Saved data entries
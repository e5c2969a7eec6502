//! FFmpeg-based transcoder implementation.

use async_trait::async_trait;
use std::process::Stdio;
use tokio::process::Command;

use super::config::ConverterConfig;
use super::error::TranscoderError;
use super::process::ProcessCommand;
use super::traits::Transcoder;
use super::types::ConversionJob;

/// FFmpeg-based transcoder.
pub struct FfmpegTranscoder {
    config: ConverterConfig,
}

impl FfmpegTranscoder {
    /// Creates a new FFmpeg transcoder with the given configuration.
    pub fn new(config: ConverterConfig) -> Self {
        Self { config }
    }

    /// Creates a transcoder with default configuration.
    pub fn with_defaults() -> Self {
        Self::new(ConverterConfig::default())
    }

    pub fn config(&self) -> &ConverterConfig {
        &self.config
    }

    /// Builds ffmpeg arguments for one conversion.
    fn build_args(&self, job: &ConversionJob) -> Vec<String> {
        let mut args = vec![
            "-y".to_string(), // Overwrite output
            "-nostdin".to_string(),
            "-loglevel".to_string(),
            self.config.log_level.clone(),
            "-i".to_string(),
            job.source.to_string_lossy().to_string(),
        ];

        args.extend(self.config.extra_args.iter().cloned());

        args.extend(["-f".to_string(), self.config.output_format.clone()]);

        // Output
        args.push(job.destination.to_string_lossy().to_string());

        args
    }
}

#[async_trait]
impl Transcoder for FfmpegTranscoder {
    fn name(&self) -> &str {
        "ffmpeg"
    }

    fn command(&self, job: &ConversionJob) -> ProcessCommand {
        ProcessCommand::new(&self.config.ffmpeg_path)
            .args(self.build_args(job))
            .input(&job.source)
    }

    async fn validate(&self) -> Result<(), TranscoderError> {
        let status = Command::new(&self.config.ffmpeg_path)
            .arg("-version")
            .stdin(Stdio::null())
            .stdout(Stdio::null())
            .stderr(Stdio::null())
            .status()
            .await
            .map_err(|e| {
                if e.kind() == std::io::ErrorKind::NotFound {
                    TranscoderError::FfmpegNotFound {
                        path: self.config.ffmpeg_path.clone(),
                    }
                } else {
                    TranscoderError::Io(e)
                }
            })?;

        if !status.success() {
            return Err(TranscoderError::SelfCheckFailed {
                code: status.code(),
            });
        }

        Ok(())
    }
}
//! Testing utilities.
//!
//! `ScriptedTranscoder` stands in for the conversion engine with small shell
//! scripts, so tests exercise real child processes (spawn, poll, terminate,
//! reap) without ffmpeg installed.

mod scripted_transcoder;

pub use scripted_transcoder::ScriptedTranscoder;
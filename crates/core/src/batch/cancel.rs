//! Per-batch cancellation flag.

use std::sync::atomic::{AtomicBool, Ordering};
use std::sync::Arc;

/// Shared set-once flag read by every worker of a batch.
///
/// There is no reset: a new batch gets a new flag.
#[derive(Debug, Clone, Default)]
pub struct CancellationFlag(Arc<AtomicBool>);

impl CancellationFlag {
    pub fn new() -> Self {
        Self::default()
    }

    /// Sets the flag. Returns `true` only for the call that set it.
    pub fn cancel(&self) -> bool {
        !self.0.swap(true, Ordering::SeqCst)
    }

    pub fn is_cancelled(&self) -> bool {
        self.0.load(Ordering::SeqCst)
    }
}
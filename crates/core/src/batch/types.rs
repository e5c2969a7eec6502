//! Types for the batch runner.

use chrono::{DateTime, Utc};
use serde::{Deserialize, Serialize};
use std::path::PathBuf;
use std::sync::Arc;
use thiserror::Error;
use tokio::sync::mpsc;
use tracing::warn;
use uuid::Uuid;

use crate::converter::{ConversionJob, ExitFailure, ProcessStatus};

/// Identifier of one batch run.
pub type BatchId = Uuid;

/// Errors that prevent a batch from entering `Running`.
#[derive(Debug, Error)]
pub enum BatchError {
    /// A batch is already running on this runner.
    #[error("batch {batch_id} is already running")]
    AlreadyRunning { batch_id: BatchId },

    /// The worker pool would have no slots.
    #[error("worker pool has no available slots")]
    NoWorkers,
}

/// Lifecycle of a batch.
#[derive(Debug, Clone, Copy, PartialEq, Eq, Serialize, Deserialize)]
#[serde(rename_all = "snake_case")]
pub enum BatchState {
    Idle,
    Running,
    Completed,
    Cancelled,
}

impl BatchState {
    pub fn is_terminal(&self) -> bool {
        matches!(self, Self::Completed | Self::Cancelled)
    }

    pub fn as_str(&self) -> &'static str {
        match self {
            Self::Idle => "idle",
            Self::Running => "running",
            Self::Completed => "completed",
            Self::Cancelled => "cancelled",
        }
    }
}

/// Per-job failure, reported alongside the completion event.
#[derive(Debug, Clone, PartialEq, Eq, Error, Serialize, Deserialize)]
#[serde(tag = "kind", rename_all = "snake_case")]
pub enum JobError {
    /// The engine could not be started or the input is unreadable.
    #[error("spawn failure: {reason}")]
    SpawnFailure { reason: String },

    /// The engine exited with a failure status.
    #[error("process failure: exit code {code:?}")]
    ProcessFailure { code: Option<i32> },
}

/// How a started job ended.
#[derive(Debug, Clone, PartialEq, Eq, Serialize, Deserialize)]
#[serde(tag = "result", rename_all = "snake_case")]
pub enum JobOutcome {
    Succeeded,
    Failed { error: JobError },
    /// Terminated because the batch was cancelled. Not an error.
    Cancelled,
}

impl JobOutcome {
    /// Maps a finished process status. A still-running process has not
    /// succeeded, so it maps to a failure without exit code.
    pub(crate) fn from_status(status: ProcessStatus) -> Self {
        match status {
            ProcessStatus::ExitedOk => Self::Succeeded,
            ProcessStatus::Running => {
                debug_assert!(false, "outcome requested for a running process");
                warn!("Outcome requested for a running process");
                Self::Failed {
                    error: JobError::ProcessFailure { code: None },
                }
            }
            ProcessStatus::ExitedError(ExitFailure::Spawn { reason }) => Self::Failed {
                error: JobError::SpawnFailure { reason },
            },
            ProcessStatus::ExitedError(ExitFailure::Status { code }) => Self::Failed {
                error: JobError::ProcessFailure { code },
            },
        }
    }

    /// Cancelled jobs do not advance `completed`.
    pub fn counts_toward_progress(&self) -> bool {
        !matches!(self, Self::Cancelled)
    }

    pub fn label(&self) -> &'static str {
        match self {
            Self::Succeeded => "succeeded",
            Self::Failed {
                error: JobError::SpawnFailure { .. },
            } => "spawn_failure",
            Self::Failed {
                error: JobError::ProcessFailure { .. },
            } => "process_failure",
            Self::Cancelled => "cancelled",
        }
    }
}

/// Completed jobs against the batch total.
#[derive(Debug, Clone, Copy, PartialEq, Eq, Serialize, Deserialize)]
pub struct Progress {
    pub completed: usize,
    pub total: usize,
}

impl Progress {
    pub fn is_complete(&self) -> bool {
        self.completed == self.total
    }
}

/// Outcome counts for a batch.
#[derive(Debug, Clone, Copy, Default, PartialEq, Eq, Serialize, Deserialize)]
pub struct BatchSummary {
    pub total: usize,
    pub succeeded: usize,
    pub failed: usize,
    pub cancelled: usize,
    /// Jobs still queued when the batch was cancelled.
    pub not_started: usize,
}

impl BatchSummary {
    pub fn has_failures(&self) -> bool {
        self.failed > 0
    }
}

/// Events emitted to the registered listener.
#[derive(Debug, Clone, Serialize, Deserialize)]
#[serde(tag = "type", rename_all = "snake_case")]
pub enum BatchEvent {
    Started {
        batch_id: BatchId,
        total: usize,
    },
    JobStarted {
        batch_id: BatchId,
        job: ConversionJob,
    },
    JobCompleted {
        batch_id: BatchId,
        job: ConversionJob,
        outcome: JobOutcome,
        progress: Progress,
    },
    BatchFinished {
        batch_id: BatchId,
        state: BatchState,
        summary: BatchSummary,
    },
}

/// Listener invoked from worker tasks. Thread affinity is the listener's concern.
pub type BatchEventCallback = Arc<dyn Fn(BatchEvent) + Send + Sync>;

/// Adapts a channel into a callback; events are dropped once the receiver is gone.
pub fn channel_callback(tx: mpsc::UnboundedSender<BatchEvent>) -> BatchEventCallback {
    Arc::new(move |event| {
        let _ = tx.send(event);
    })
}

/// A conversion currently holding a worker slot.
#[derive(Debug, Clone, Serialize, Deserialize)]
pub struct ActiveJob {
    pub job_id: Uuid,
    pub source: PathBuf,
    pub pid: Option<u32>,
    pub started_at: DateTime<Utc>,
}

/// Snapshot of a runner.
#[derive(Debug, Clone, Serialize, Deserialize)]
pub struct BatchStatus {
    pub batch_id: Option<BatchId>,
    pub state: BatchState,
    pub progress: Progress,
    pub worker_count: usize,
    pub active_jobs: Vec<ActiveJob>,
    pub summary: BatchSummary,
}

#[cfg(test)]
mod tests {
    use super::*;

    #[test]
    fn test_outcome_from_status() {
        assert_eq!(
            JobOutcome::from_status(ProcessStatus::ExitedOk),
            JobOutcome::Succeeded
        );
        assert_eq!(
            JobOutcome::from_status(ProcessStatus::ExitedError(ExitFailure::Status {
                code: Some(1)
            })),
            JobOutcome::Failed {
                error: JobError::ProcessFailure { code: Some(1) }
            }
        );
        let spawn = JobOutcome::from_status(ProcessStatus::ExitedError(ExitFailure::Spawn {
            reason: "missing".to_string(),
        }));
        assert_eq!(spawn.label(), "spawn_failure");
        assert!(spawn.counts_toward_progress());
    }

    #[test]
    #[cfg(not(debug_assertions))]
    fn test_running_status_is_never_success() {
        assert_eq!(
            JobOutcome::from_status(ProcessStatus::Running),
            JobOutcome::Failed {
                error: JobError::ProcessFailure { code: None }
            }
        );
    }

    #[test]
    #[cfg(debug_assertions)]
    #[should_panic(expected = "running process")]
    fn test_running_status_is_never_success() {
        let _ = JobOutcome::from_status(ProcessStatus::Running);
    }

    #[test]
    fn test_cancelled_does_not_count() {
        assert!(!JobOutcome::Cancelled.counts_toward_progress());
        assert!(JobOutcome::Succeeded.counts_toward_progress());
    }

    #[test]
    fn test_state_terminal() {
        assert!(!BatchState::Idle.is_terminal());
        assert!(!BatchState::Running.is_terminal());
        assert!(BatchState::Completed.is_terminal());
        assert!(BatchState::Cancelled.is_terminal());
    }

    #[test]
    fn test_event_serialization_shape() {
        let event = BatchEvent::BatchFinished {
            batch_id: Uuid::nil(),
            state: BatchState::Completed,
            summary: BatchSummary {
                total: 2,
                succeeded: 2,
                ..Default::default()
            },
        };
        let json = serde_json::to_value(&event).unwrap();
        assert_eq!(json["type"], "batch_finished");
        assert_eq!(json["state"], "completed");
        assert_eq!(json["summary"]["succeeded"], 2);
    }

    #[test]
    fn test_error_display() {
        let err = JobError::ProcessFailure { code: Some(2) };
        assert_eq!(err.to_string(), "process failure: exit code Some(2)");
        assert_eq!(
            BatchError::NoWorkers.to_string(),
            "worker pool has no available slots"
        );
    }

    #[tokio::test]
    async fn test_channel_callback_forwards() {
        let (tx, mut rx) = mpsc::unbounded_channel();
        let callback = channel_callback(tx);
        callback(BatchEvent::Started {
            batch_id: Uuid::nil(),
            total: 5,
        });
        assert!(matches!(
            rx.recv().await,
            Some(BatchEvent::Started { total: 5, .. })
        ));
        drop(rx);
        // Receiver gone: must not panic.
        callback(BatchEvent::Started {
            batch_id: Uuid::nil(),
            total: 1,
        });
    }
}
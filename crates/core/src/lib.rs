pub mod batch;
pub mod config;
pub mod converter;
pub mod metrics;
pub mod source;
pub mod testing;

pub use batch::{
    channel_callback, BatchConfig, BatchError, BatchEvent, BatchEventCallback, BatchRunner,
    BatchState, BatchStatus, BatchSummary, JobError, JobOutcome, Progress,
};
pub use config::{
    load_config, load_config_from_str, validate_config, Config, ConfigError, LogFormat,
    LoggingConfig,
};
pub use converter::{
    ConversionJob, ConverterConfig, FfmpegTranscoder, ProcessHandle, ProcessStatus, Transcoder,
};
pub use source::{plan_jobs, scan_directory, SourceConfig, SourceError};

Assigned task:
Filter the records for lines containing the word "None" and copy each one.

Problem solution:
                    error: JobError::ProcessFailure { code: None },
                error: JobError::ProcessFailure { code: None }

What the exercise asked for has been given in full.